**Brief:**
Please restate the data word for word, leaving out no line.

**Task inputs:**

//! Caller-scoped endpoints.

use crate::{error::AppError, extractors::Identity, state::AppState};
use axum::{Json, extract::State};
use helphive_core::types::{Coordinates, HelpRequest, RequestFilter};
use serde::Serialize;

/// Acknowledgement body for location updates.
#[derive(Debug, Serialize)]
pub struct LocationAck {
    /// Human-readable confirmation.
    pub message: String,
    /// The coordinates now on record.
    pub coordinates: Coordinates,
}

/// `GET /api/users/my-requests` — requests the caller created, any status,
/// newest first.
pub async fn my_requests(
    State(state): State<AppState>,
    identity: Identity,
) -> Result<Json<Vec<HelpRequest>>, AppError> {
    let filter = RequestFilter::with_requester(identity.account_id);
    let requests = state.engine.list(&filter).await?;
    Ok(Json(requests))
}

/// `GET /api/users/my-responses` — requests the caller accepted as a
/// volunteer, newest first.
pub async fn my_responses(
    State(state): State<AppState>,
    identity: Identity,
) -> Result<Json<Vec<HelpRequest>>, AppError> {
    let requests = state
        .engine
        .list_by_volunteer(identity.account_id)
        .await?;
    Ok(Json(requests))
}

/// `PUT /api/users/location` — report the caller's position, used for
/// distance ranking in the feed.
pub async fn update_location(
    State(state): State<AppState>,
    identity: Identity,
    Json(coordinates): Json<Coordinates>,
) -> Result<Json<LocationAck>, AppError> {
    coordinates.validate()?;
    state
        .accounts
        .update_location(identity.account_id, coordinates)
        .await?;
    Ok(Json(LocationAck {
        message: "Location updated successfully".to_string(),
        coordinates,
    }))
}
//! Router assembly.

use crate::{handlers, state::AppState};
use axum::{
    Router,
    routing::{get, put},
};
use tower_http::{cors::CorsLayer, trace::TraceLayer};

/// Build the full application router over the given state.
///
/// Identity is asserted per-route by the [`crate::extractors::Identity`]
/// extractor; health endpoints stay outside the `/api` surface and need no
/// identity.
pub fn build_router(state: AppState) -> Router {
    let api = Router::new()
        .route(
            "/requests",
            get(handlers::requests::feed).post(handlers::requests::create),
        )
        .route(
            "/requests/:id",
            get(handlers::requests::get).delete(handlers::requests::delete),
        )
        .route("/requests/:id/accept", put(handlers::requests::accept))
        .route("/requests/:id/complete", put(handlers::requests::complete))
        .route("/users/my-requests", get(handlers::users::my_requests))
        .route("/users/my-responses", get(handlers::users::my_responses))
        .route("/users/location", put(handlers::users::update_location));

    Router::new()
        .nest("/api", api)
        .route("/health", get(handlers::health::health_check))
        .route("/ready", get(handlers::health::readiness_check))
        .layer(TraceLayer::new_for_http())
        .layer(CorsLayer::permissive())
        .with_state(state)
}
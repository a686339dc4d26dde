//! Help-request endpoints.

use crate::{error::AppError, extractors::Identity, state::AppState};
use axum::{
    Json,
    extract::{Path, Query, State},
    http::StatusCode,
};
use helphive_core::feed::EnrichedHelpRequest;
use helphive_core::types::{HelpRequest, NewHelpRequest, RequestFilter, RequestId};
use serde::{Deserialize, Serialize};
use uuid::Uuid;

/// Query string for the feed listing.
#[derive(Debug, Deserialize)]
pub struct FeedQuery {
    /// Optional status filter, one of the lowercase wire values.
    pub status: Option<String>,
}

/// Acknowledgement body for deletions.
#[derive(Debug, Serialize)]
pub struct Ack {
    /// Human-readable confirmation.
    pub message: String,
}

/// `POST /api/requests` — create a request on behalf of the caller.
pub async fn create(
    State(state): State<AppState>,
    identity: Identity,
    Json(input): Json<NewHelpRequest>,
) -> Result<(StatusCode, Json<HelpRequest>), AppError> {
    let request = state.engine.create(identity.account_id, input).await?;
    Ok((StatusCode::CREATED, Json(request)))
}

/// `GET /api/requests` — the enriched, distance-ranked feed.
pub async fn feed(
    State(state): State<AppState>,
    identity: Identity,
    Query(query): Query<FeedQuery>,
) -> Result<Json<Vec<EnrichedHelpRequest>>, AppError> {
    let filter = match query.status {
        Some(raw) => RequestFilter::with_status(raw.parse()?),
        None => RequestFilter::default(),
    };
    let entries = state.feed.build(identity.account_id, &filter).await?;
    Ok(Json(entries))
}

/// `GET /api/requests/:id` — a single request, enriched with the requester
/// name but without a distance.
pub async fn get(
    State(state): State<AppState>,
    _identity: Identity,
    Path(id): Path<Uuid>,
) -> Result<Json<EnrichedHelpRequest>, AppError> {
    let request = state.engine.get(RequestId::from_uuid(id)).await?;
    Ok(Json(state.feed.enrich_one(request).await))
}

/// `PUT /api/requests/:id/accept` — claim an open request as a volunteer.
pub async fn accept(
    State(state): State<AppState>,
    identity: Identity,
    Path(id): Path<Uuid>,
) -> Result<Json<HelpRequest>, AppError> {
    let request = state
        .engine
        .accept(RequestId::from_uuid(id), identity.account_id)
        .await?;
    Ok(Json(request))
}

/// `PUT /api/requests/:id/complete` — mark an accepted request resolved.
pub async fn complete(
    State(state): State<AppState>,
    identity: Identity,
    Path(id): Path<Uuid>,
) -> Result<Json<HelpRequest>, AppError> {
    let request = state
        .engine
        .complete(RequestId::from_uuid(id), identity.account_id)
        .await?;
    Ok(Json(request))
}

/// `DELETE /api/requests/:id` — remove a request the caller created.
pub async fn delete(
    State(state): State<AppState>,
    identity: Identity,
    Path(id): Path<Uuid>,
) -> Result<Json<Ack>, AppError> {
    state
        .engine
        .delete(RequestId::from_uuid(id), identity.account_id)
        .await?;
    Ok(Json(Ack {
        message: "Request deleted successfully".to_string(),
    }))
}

**Task answer:**
//! Caller-scoped endpoints.

use crate::{error::AppError, extractors::Identity, state::AppState};
use axum::{Json, extract::State};
use helphive_core::types::{Coordinates, HelpRequest, RequestFilter};
use serde::Serialize;

/// Acknowledgement body for location updates.
#[derive(Debug, Serialize)]
pub struct LocationAck {
    /// Human-readable confirmation.
    pub message: String,
    /// The coordinates now on record.
    pub coordinates: Coordinates,
}

/// `GET /api/users/my-requests` — requests the caller created, any status,
/// newest first.
pub async fn my_requests(
    State(state): State<AppState>,
    identity: Identity,
) -> Result<Json<Vec<HelpRequest>>, AppError> {
    let filter = RequestFilter::with_requester(identity.account_id);
    let requests = state.engine.list(&filter).await?;
    Ok(Json(requests))
}

/// `GET /api/users/my-responses` — requests the caller accepted as a
/// volunteer, newest first.
pub async fn my_responses(
    State(state): State<AppState>,
    identity: Identity,
) -> Result<Json<Vec<HelpRequest>>, AppError> {
    let requests = state
        .engine
        .list_by_volunteer(identity.account_id)
        .await?;
    Ok(Json(requests))
}

/// `PUT /api/users/location` — report the caller's position, used for
/// distance ranking in the feed.
pub async fn update_location(
    State(state): State<AppState>,
    identity: Identity,
    Json(coordinates): Json<Coordinates>,
) -> Result<Json<LocationAck>, AppError> {
    coordinates.validate()?;
    state
        .accounts
        .update_location(identity.account_id, coordinates)
        .await?;
    Ok(Json(LocationAck {
        message: "Location updated successfully".to_string(),
        coordinates,
    }))
}
//! Router assembly.

use crate::{handlers, state::AppState};
use axum::{
    Router,
    routing::{get, put},
};
use tower_http::{cors::CorsLayer, trace::TraceLayer};

/// Build the full application router over the given state.
///
/// Identity is asserted per-route by the [`crate::extractors::Identity`]
/// extractor; health endpoints stay outside the `/api` surface and need no
/// identity.
pub fn build_router(state: AppState) -> Router {
    let api = Router::new()
        .route(
            "/requests",
            get(handlers::requests::feed).post(handlers::requests::create),
        )
        .route(
            "/requests/:id",
            get(handlers::requests::get).delete(handlers::requests::delete),
        )
        .route("/requests/:id/accept", put(handlers::requests::accept))
        .route("/requests/:id/complete", put(handlers::requests::complete))
        .route("/users/my-requests", get(handlers::users::my_requests))
        .route("/users/my-responses", get(handlers::users::my_responses))
        .route("/users/location", put(handlers::users::update_location));

    Router::new()
        .nest("/api", api)
        .route("/health", get(handlers::health::health_check))
        .route("/ready", get(handlers::health::readiness_check))
        .layer(TraceLayer::new_for_http())
        .layer(CorsLayer::permissive())
        .with_state(state)
}
repository a686339dc4d26dde
//! Help-request endpoints.

use crate::{error::AppError, extractors::Identity, state::AppState};
use axum::{
    Json,
    extract::{Path, Query, State},
    http::StatusCode,
};
use helphive_core::feed::EnrichedHelpRequest;
use helphive_core::types::{HelpRequest, NewHelpRequest, RequestFilter, RequestId};
use serde::{Deserialize, Serialize};
use uuid::Uuid;

/// Query string for the feed listing.
#[derive(Debug, Deserialize)]
pub struct FeedQuery {
    /// Optional status filter, one of the lowercase wire values.
    pub status: Option<String>,
}

/// Acknowledgement body for deletions.
#[derive(Debug, Serialize)]
pub struct Ack {
    /// Human-readable confirmation.
    pub message: String,
}

/// `POST /api/requests` — create a request on behalf of the caller.
pub async fn create(
    State(state): State<AppState>,
    identity: Identity,
    Json(input): Json<NewHelpRequest>,
) -> Result<(StatusCode, Json<HelpRequest>), AppError> {
    let request = state.engine.create(identity.account_id, input).await?;
    Ok((StatusCode::CREATED, Json(request)))
}

/// `GET /api/requests` — the enriched, distance-ranked feed.
pub async fn feed(
    State(state): State<AppState>,
    identity: Identity,
    Query(query): Query<FeedQuery>,
) -> Result<Json<Vec<EnrichedHelpRequest>>, AppError> {
    let filter = match query.status {
        Some(raw) => RequestFilter::with_status(raw.parse()?),
        None => RequestFilter::default(),
    };
    let entries = state.feed.build(identity.account_id, &filter).await?;
    Ok(Json(entries))
}

/// `GET /api/requests/:id` — a single request, enriched with the requester
/// name but without a distance.
pub async fn get(
    State(state): State<AppState>,
    _identity: Identity,
    Path(id): Path<Uuid>,
) -> Result<Json<EnrichedHelpRequest>, AppError> {
    let request = state.engine.get(RequestId::from_uuid(id)).await?;
    Ok(Json(state.feed.enrich_one(request).await))
}

/// `PUT /api/requests/:id/accept` — claim an open request as a volunteer.
pub async fn accept(
    State(state): State<AppState>,
    identity: Identity,
    Path(id): Path<Uuid>,
) -> Result<Json<HelpRequest>, AppError> {
    let request = state
        .engine
        .accept(RequestId::from_uuid(id), identity.account_id)
        .await?;
    Ok(Json(request))
}

/// `PUT /api/requests/:id/complete` — mark an accepted request resolved.
pub async fn complete(
    State(state): State<AppState>,
    identity: Identity,
    Path(id): Path<Uuid>,
) -> Result<Json<HelpRequest>, AppError> {
    let request = state
        .engine
        .complete(RequestId::from_uuid(id), identity.account_id)
        .await?;
    Ok(Json(request))
}

/// `DELETE /api/requests/:id` — remove a request the caller created.
pub async fn delete(
    State(state): State<AppState>,
    identity: Identity,
    Path(id): Path<Uuid>,
) -> Result<Json<Ack>, AppError> {
    state
        .engine
        .delete(RequestId::from_uuid(id), identity.account_id)
        .await?;
    Ok(Json(Ack {
        message: "Request deleted successfully".to_string(),
    }))
}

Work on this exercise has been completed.